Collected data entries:
◇ ◇ ◇ ◇ ◇ ◇ ◇
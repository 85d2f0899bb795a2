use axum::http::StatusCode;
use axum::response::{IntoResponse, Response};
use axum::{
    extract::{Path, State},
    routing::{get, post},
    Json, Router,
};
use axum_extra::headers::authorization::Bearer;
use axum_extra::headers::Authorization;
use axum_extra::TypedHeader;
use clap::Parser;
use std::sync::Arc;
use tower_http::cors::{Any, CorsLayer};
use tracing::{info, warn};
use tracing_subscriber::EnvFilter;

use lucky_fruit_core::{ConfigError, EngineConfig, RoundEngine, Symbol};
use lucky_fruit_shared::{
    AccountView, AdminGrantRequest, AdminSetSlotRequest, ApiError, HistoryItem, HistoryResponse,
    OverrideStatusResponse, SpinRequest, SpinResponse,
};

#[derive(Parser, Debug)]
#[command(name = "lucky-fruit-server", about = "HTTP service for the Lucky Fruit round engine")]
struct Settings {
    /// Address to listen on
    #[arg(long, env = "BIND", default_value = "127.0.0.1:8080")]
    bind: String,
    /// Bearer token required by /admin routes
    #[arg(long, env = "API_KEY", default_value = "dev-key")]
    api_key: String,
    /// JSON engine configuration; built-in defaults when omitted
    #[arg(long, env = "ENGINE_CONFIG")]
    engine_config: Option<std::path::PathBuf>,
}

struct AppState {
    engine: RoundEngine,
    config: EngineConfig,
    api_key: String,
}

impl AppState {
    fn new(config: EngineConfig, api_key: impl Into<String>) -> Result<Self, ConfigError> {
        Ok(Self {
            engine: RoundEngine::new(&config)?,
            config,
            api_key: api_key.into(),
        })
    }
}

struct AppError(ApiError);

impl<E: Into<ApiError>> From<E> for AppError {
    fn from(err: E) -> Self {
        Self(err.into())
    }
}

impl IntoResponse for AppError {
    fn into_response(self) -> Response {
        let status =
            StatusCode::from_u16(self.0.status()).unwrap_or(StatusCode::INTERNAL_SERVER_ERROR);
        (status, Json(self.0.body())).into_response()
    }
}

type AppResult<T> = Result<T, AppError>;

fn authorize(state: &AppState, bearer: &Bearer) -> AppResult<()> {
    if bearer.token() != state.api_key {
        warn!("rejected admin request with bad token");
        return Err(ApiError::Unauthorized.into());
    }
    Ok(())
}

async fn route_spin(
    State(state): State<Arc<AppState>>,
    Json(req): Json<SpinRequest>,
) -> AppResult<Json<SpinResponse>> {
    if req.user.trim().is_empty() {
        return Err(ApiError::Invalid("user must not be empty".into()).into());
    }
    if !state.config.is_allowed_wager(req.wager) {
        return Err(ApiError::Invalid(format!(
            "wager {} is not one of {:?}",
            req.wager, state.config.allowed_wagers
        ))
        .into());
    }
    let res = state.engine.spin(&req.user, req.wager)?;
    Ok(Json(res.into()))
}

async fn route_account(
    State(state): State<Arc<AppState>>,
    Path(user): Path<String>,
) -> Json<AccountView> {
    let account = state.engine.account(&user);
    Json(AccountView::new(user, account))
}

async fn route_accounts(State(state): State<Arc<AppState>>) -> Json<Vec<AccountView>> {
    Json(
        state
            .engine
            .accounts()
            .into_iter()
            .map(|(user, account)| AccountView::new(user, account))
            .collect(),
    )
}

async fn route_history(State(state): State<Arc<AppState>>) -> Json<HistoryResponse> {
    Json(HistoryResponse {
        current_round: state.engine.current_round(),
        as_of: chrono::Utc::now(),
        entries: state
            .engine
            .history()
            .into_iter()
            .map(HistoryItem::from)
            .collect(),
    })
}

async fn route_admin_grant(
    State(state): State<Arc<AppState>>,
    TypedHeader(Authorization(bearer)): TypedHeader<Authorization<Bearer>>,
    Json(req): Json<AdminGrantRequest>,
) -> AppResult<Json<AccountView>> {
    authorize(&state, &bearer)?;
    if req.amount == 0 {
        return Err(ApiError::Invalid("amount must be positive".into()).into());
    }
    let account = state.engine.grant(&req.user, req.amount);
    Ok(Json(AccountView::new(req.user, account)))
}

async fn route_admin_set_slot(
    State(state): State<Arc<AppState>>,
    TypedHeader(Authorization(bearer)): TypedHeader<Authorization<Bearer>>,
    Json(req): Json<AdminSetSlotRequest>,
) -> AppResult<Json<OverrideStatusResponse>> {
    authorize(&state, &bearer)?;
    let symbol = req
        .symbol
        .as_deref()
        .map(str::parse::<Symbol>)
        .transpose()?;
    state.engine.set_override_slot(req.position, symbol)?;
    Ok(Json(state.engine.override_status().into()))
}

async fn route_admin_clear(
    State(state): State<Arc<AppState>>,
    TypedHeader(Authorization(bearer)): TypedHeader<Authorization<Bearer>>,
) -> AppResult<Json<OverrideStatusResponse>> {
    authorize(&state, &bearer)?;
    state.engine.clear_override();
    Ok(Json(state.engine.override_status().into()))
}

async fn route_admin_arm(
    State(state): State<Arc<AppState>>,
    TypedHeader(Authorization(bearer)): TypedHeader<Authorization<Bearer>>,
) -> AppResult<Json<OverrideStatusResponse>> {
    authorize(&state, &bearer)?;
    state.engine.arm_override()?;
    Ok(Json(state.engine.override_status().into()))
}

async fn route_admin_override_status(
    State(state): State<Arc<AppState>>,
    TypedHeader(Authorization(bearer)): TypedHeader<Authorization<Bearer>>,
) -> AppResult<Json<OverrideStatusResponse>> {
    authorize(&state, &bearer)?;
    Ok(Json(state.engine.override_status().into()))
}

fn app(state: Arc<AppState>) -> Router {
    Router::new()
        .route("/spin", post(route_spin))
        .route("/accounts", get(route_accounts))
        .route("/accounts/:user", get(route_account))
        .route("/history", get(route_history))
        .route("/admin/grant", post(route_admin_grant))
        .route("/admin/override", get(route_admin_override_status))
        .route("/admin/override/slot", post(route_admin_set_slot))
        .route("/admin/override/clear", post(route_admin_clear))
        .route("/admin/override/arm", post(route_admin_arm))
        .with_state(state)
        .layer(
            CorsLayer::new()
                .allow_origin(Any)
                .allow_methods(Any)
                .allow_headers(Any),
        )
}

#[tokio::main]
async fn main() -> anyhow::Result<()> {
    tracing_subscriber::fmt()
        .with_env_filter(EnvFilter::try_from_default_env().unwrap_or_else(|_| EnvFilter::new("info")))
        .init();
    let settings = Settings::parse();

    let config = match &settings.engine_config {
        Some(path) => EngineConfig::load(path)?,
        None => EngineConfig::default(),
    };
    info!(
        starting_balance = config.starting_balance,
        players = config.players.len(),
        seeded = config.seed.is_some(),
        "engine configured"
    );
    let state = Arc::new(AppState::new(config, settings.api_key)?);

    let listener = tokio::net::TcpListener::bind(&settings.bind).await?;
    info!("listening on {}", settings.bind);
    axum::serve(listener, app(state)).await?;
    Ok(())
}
◇ ◇ ◇ ◇ ◇ ◇ ◇
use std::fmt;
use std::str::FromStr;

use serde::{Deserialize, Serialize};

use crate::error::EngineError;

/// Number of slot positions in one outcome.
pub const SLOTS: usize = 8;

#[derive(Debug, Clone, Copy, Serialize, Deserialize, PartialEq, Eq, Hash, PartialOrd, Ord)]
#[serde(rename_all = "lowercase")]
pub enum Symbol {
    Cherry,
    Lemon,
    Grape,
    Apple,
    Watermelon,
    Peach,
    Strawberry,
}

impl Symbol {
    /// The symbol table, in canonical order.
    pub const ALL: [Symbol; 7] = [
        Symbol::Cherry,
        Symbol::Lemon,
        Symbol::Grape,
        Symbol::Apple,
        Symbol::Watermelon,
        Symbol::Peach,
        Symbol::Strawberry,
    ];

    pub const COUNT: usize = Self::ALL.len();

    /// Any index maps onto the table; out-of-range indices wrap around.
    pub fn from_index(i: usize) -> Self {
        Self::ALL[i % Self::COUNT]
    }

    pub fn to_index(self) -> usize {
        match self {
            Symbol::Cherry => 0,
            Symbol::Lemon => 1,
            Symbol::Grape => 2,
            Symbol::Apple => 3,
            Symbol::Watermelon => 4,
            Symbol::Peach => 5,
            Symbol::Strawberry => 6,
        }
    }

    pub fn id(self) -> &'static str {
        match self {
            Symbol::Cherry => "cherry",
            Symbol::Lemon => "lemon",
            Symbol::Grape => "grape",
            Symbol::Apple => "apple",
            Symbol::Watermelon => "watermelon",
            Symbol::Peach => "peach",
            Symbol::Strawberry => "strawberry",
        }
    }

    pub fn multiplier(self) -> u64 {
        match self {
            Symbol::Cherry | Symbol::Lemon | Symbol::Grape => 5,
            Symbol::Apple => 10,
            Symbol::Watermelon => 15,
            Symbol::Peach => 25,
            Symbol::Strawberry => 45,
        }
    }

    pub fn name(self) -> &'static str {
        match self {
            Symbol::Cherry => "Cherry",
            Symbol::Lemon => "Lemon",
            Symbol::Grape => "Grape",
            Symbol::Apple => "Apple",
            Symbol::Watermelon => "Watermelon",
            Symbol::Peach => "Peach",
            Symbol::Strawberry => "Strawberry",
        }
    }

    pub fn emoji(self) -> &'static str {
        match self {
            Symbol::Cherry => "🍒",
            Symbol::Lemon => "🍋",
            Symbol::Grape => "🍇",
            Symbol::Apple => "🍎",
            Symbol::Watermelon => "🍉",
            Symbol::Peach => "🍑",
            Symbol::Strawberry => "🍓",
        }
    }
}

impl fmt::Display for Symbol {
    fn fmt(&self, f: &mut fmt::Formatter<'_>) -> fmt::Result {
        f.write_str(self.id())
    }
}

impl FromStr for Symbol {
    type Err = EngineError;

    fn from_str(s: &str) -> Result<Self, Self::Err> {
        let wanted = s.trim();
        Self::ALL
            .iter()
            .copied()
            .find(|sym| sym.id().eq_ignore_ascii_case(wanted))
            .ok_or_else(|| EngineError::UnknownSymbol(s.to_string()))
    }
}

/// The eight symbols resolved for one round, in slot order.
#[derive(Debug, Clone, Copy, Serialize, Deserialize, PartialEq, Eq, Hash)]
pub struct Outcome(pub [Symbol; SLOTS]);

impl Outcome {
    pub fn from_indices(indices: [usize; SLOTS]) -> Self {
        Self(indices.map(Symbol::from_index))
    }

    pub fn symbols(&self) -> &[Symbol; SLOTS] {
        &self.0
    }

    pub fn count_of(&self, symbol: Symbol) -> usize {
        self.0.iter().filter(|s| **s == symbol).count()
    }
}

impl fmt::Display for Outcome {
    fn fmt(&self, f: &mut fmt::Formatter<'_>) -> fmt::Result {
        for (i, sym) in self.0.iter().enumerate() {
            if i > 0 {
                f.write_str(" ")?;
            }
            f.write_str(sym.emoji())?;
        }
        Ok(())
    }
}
◇ ◇ ◇ ◇ ◇ ◇ ◇
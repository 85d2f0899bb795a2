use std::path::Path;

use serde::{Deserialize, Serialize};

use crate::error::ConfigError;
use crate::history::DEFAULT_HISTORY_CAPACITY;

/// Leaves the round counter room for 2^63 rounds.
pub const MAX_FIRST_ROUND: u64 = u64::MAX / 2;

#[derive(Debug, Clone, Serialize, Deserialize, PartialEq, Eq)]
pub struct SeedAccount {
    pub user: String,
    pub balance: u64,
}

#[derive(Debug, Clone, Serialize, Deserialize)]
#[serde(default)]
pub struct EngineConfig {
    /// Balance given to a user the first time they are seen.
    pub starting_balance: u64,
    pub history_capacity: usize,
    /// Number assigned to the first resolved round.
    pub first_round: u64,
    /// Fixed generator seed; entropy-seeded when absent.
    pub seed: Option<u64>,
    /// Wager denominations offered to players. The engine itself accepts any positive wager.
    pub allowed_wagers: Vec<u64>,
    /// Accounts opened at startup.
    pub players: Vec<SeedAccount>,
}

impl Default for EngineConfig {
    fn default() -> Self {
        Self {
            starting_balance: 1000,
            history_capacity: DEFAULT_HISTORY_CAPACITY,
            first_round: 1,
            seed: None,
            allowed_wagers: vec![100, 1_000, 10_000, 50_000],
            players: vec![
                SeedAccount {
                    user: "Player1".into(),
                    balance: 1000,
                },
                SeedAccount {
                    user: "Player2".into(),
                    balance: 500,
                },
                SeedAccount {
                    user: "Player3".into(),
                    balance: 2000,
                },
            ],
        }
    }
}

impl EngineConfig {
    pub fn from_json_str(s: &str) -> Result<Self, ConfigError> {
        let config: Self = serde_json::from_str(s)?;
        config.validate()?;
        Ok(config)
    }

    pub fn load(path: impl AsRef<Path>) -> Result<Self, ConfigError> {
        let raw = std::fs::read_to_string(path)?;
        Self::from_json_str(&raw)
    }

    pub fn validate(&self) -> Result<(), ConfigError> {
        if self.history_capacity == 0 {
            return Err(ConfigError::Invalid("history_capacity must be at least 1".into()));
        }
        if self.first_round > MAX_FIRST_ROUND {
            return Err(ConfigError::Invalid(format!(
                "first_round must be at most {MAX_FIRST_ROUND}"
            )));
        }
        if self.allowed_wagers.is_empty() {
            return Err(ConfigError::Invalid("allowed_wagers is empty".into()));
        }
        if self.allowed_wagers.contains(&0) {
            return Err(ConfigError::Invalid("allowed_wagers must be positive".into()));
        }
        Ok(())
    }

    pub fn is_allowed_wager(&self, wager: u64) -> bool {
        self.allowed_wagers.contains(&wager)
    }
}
◇ ◇ ◇ ◇ ◇ ◇ ◇
Activity >> Search the records for lines holding the word "validate", then copy each line you find.

Answer section >>
        config.validate()?;
    pub fn validate(&self) -> Result<(), ConfigError> {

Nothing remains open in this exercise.